Que dire de cet Hamlet désossé? Servi avec une sauce étirée? J’avoue mon ennui devant un tel plat théâtral qui sent le réchauffé des années 60.

Hillar Liitoja propose rien de moins, aux festivaliers du Festival de théâtre des Amériques (FTA), qu’un « objet maniaque », un Hamlet libéré de ses os, faussement éclaté, où l’anarchie apparente est réglée au quart de tour dans une entreprise nombriliste dont le but est de s’acquérir un public que l’on fait semblant de désorienter.

Patrice Chéreau, qui vient de signer un Hamlet, disait qu’ « il y a un Hamlet pour chaque époque, et chaque Hamlet nous en dit finalement plus long sur cette époque que sur lui-même ».

L’époque selon Liitoja semble bien vénale. Je ne vois dans cette entreprise de décerveler, répéter, étirer cette pièce, que pur caprice. D’une pièce déjà si complexe et si riche que toutes les générations s’y cognent le nez, Hillar Liitoja propose sans vergogne un spectacle inutilement ampoulé, boulimique (ça dure huit heures), accroché à de vieilles manies qui voulaient, il y a 20 ans, que l’on assassine le principe bourgeois de la représentation.

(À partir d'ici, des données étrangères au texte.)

//! Sparse model of a file under reception.
//!
//! Received file data segments are kept keyed by start offset. The model answers the two
//! questions the receiving state machine cares about: which byte ranges are still missing
//! (for NAK generation) and whether reception is complete, and it can assemble the final
//! content and compute its modular checksum once it is.
use std::collections::BTreeMap;

use smallvec::SmallVec;

use crate::checksum::checksum_segment;
use crate::pdu::nak::SegmentRequest;

#[derive(Debug, Default)]
pub struct DataFile {
    segments: BTreeMap<u64, Vec<u8>>,
    expected_size: Option<u64>,
}

impl DataFile {
    pub fn new() -> Self {
        Self::default()
    }

    pub fn with_expected_size(size: u64) -> Self {
        Self {
            segments: BTreeMap::new(),
            expected_size: Some(size),
        }
    }

    /// Sets the total file size, normally learned from the metadata or EOF PDU.
    pub fn set_expected_size(&mut self, size: u64) {
        self.expected_size = Some(size);
    }

    pub fn expected_size(&self) -> Option<u64> {
        self.expected_size
    }

    /// Stores one received segment, trimmed to the byte ranges not already covered: bytes
    /// received earlier always win over an overlapping retransmission, keeping the stored
    /// segments disjoint. Returns whether any new bytes were stored.
    pub fn add_segment(&mut self, offset: u64, data: Vec<u8>) -> bool {
        if data.is_empty() {
            return false;
        }
        let end = offset + data.len() as u64;
        let mut pieces: Vec<(u64, Vec<u8>)> = Vec::new();
        let mut cursor = offset;
        // Stored segments are disjoint, so walking the ones starting before `end` in order
        // yields the uncovered sub-ranges directly.
        for (&seg_start, seg) in self.segments.range(..end) {
            let seg_end = seg_start + seg.len() as u64;
            if seg_end <= cursor {
                continue;
            }
            if seg_start > cursor {
                let lo = (cursor - offset) as usize;
                let hi = (seg_start - offset) as usize;
                pieces.push((cursor, data[lo..hi].to_vec()));
            }
            cursor = cursor.max(seg_end);
            if cursor >= end {
                break;
            }
        }
        if cursor < end {
            pieces.push((cursor, data[(cursor - offset) as usize..].to_vec()));
        }
        let stored = !pieces.is_empty();
        for (start, piece) in pieces {
            self.segments.insert(start, piece);
        }
        stored
    }

    /// End offset (exclusive) of the highest received byte.
    pub fn end_of_data(&self) -> u64 {
        self.segments
            .iter()
            .map(|(offset, data)| offset + data.len() as u64)
            .max()
            .unwrap_or(0)
    }

    /// Byte ranges not yet received, in ascending order. The tail gap up to the expected file
    /// size is only reported when `include_tail` is set and the size is known; before EOF
    /// arrives the highest received byte may simply be the last one sent so far.
    pub fn missing_chunks(&self, include_tail: bool) -> SmallVec<[SegmentRequest; 4]> {
        let mut chunks = SmallVec::new();
        let mut covered_until = 0;
        for (&offset, data) in &self.segments {
            if offset > covered_until {
                chunks.push(SegmentRequest::new(covered_until, offset));
            }
            covered_until = covered_until.max(offset + data.len() as u64);
        }
        if include_tail {
            if let Some(size) = self.expected_size {
                if covered_until < size {
                    chunks.push(SegmentRequest::new(covered_until, size));
                }
            }
        }
        chunks
    }

    /// True once the expected size is known and every byte up to it was received.
    pub fn is_complete(&self) -> bool {
        match self.expected_size {
            Some(size) => self.received_size() == size && self.missing_chunks(true).is_empty(),
            None => false,
        }
    }

    /// Number of bytes received. The stored segments are disjoint, so this is a plain sum.
    pub fn received_size(&self) -> u64 {
        self.segments.values().map(|data| data.len() as u64).sum()
    }

    /// Assembles the received content into a contiguous buffer of the expected size (or the
    /// highest received offset if the size is unknown), zero-filling any gaps.
    pub fn assemble(&self) -> Vec<u8> {
        let len = self.end_of_data().max(self.expected_size.unwrap_or(0)) as usize;
        let mut content = vec![0; len];
        for (&offset, data) in &self.segments {
            content[offset as usize..offset as usize + data.len()].copy_from_slice(data);
        }
        content
    }

    /// Modular checksum of the received bytes, accumulated segment-wise without assembling
    /// the file. Matches the whole-file checksum once reception is complete.
    pub fn checksum(&self) -> u32 {
        self.segments.iter().fold(0u32, |sum, (&offset, data)| {
            sum.wrapping_add(checksum_segment(data, offset))
        })
    }
}

#[cfg(test)]
mod tests {
    use super::*;
    use crate::checksum::checksum;
    use rand::seq::SliceRandom;
    use rand::Rng;

    #[test]
    fn empty_file_has_no_data_and_is_incomplete() {
        let file = DataFile::new();
        assert_eq!(file.received_size(), 0);
        assert_eq!(file.end_of_data(), 0);
        assert!(!file.is_complete());
        assert!(file.missing_chunks(false).is_empty());
    }

    #[test]
    fn retransmitted_bytes_never_replace_earlier_data() {
        let mut file = DataFile::new();
        assert!(file.add_segment(0, vec![1, 2, 3]));
        // Fully covered retransmission: nothing new to store.
        assert!(!file.add_segment(0, vec![9, 9, 9]));
        // Partial overlap: only the tail past the known bytes is kept.
        assert!(file.add_segment(1, vec![8, 8, 8, 8]));
        assert_eq!(file.received_size(), 5);
        assert_eq!(file.assemble(), vec![1, 2, 3, 8, 8]);
    }

    #[test]
    fn checksum_and_assembly_agree_on_conflicting_overlaps() {
        let mut file = DataFile::with_expected_size(12);
        file.add_segment(4, vec![7; 4]);
        file.add_segment(0, vec![1; 8]);
        file.add_segment(6, vec![9; 6]);
        assert!(file.is_complete());
        assert_eq!(file.assemble(), vec![1, 1, 1, 1, 7, 7, 7, 7, 9, 9, 9, 9]);
        assert_eq!(file.checksum(), checksum(&file.assemble()));
    }

    #[test]
    fn gaps_are_reported_in_order() {
        let mut file = DataFile::with_expected_size(100);
        file.add_segment(10, vec![0; 10]);
        file.add_segment(40, vec![0; 20]);
        let chunks = file.missing_chunks(true);
        assert_eq!(
            chunks.as_slice(),
            &[
                SegmentRequest::new(0, 10),
                SegmentRequest::new(20, 40),
                SegmentRequest::new(60, 100)
            ]
        );
        // Without the tail the trailing gap is not reported.
        let chunks = file.missing_chunks(false);
        assert_eq!(
            chunks.as_slice(),
            &[SegmentRequest::new(0, 10), SegmentRequest::new(20, 40)]
        );
    }

    #[test]
    fn overlapping_segments_counted_once() {
        let mut file = DataFile::with_expected_size(30);
        file.add_segment(0, vec![1; 20]);
        file.add_segment(10, vec![2; 20]);
        assert_eq!(file.received_size(), 30);
        assert!(file.is_complete());
        let assembled = file.assemble();
        assert_eq!(&assembled[..20], &[1; 20]);
        assert_eq!(&assembled[20..], &[2; 10]);
    }

    #[test]
    fn completion_requires_known_size() {
        let mut file = DataFile::new();
        file.add_segment(0, vec![0; 50]);
        assert!(!file.is_complete());
        file.set_expected_size(50);
        assert!(file.is_complete());
        file.set_expected_size(60);
        assert!(!file.is_complete());
    }

    #[test]
    fn segment_checksum_matches_whole_file_checksum() {
        let mut rng = rand::thread_rng();
        let content: Vec<u8> = (0..997).map(|_| rng.gen()).collect();
        let mut offsets: Vec<usize> = (0..content.len()).step_by(64).collect();
        offsets.shuffle(&mut rng);
        let mut file = DataFile::with_expected_size(content.len() as u64);
        for offset in offsets {
            let end = (offset + 64).min(content.len());
            file.add_segment(offset as u64, content[offset..end].to_vec());
        }
        assert!(file.is_complete());
        assert_eq!(file.checksum(), checksum(&content));
        assert_eq!(file.assemble(), content);
    }

    #[test]
    fn missing_chunks_complement_received_ranges() {
        let mut rng = rand::thread_rng();
        for _ in 0..20 {
            let size = rng.gen_range(1..2000_u64);
            let mut file = DataFile::with_expected_size(size);
            let mut offset = 0;
            while offset < size {
                let len = rng.gen_range(1..=64).min(size - offset);
                if rng.gen_bool(0.6) {
                    file.add_segment(offset, vec![0xAB; len as usize]);
                }
                offset += len;
            }
            let missing: u64 = file
                .missing_chunks(true)
                .iter()
                .map(|c| c.end_offset - c.start_offset)
                .sum();
            assert_eq!(file.received_size() + missing, size);
        }
    }
}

Le problème avec cette fausse audance de Liitoja — ce n’est pas parce qu’un Hamlet dure huit heures qu’on est inspiré! C’est même le contraire — c’est que, dans ce charriage, on ne sent nullement qu’il y a, en souterrain, en sensibilité, une théâtralité qui s’exerce.

Va pour la représentation remise en question, ou chamboulée, mais au théâtre, s’il n’y a pas une justification, une nécessité, une urgence et une habileté qui est la théâtralité, l’aveu franc de son projet, on ne pourra jamais prétendre faire du sens. Le Hamlet de Liitoja, au-delà de son audace superficielle, n’a pas de sens.

Toute l’entreprise n’est faite que de tics racoleurs à l’inverse. D’abord, on vous fait poireauter une demi-heure sur le trottoir, parce qu’on n’admet que quatre spectateurs à la fois. Dans une anti-chambre, on vous dévisage durement, on vous pousse dans la salle en faisant claquer la porte. Une fois entré, vous êtes libres d’aller où vous vouler, dans la pénombre. Des acteurs, ici et là, répètent des gestes, des répliques, rien ne se passe. Il faudra une bonne heure et quart avant qu’un début d’action démarre sans vraiment démarrer.

Je vous avoue ne pas avoir eu le goût de continuer à suivre ce cirque plus de quatre heures (comprenant une sortie pour bouffer). On fait vite le tour d’une telle approche, et si certains, qui adhèrent à la proposition en pensant vivre le théâtre comme s’ils le découvraient de l’intérieur, ont suivi le manège jusqu’à 2h 30 du matin, grand bien leur fasse!

L’absence de théâtralité dans cette fausse anarchie aurait pu me dégouter à jamais du théâtre. J’ai préféré, quittant les lieux sur le coup de 22h, me laisser éblouir pas les feux d’artifice de la Corée qui éclataient au-dessus de Montréal. Je changeais de festival avec un sentiment de libération, de joie ...
 
Je laissais Hamlet (pourtant le personnage le plus fascinant de l’histoire du théâtre) à ses simagrées, je laissais Hillar Liitoja à son petit jeu d’iconoclaste bourgeois.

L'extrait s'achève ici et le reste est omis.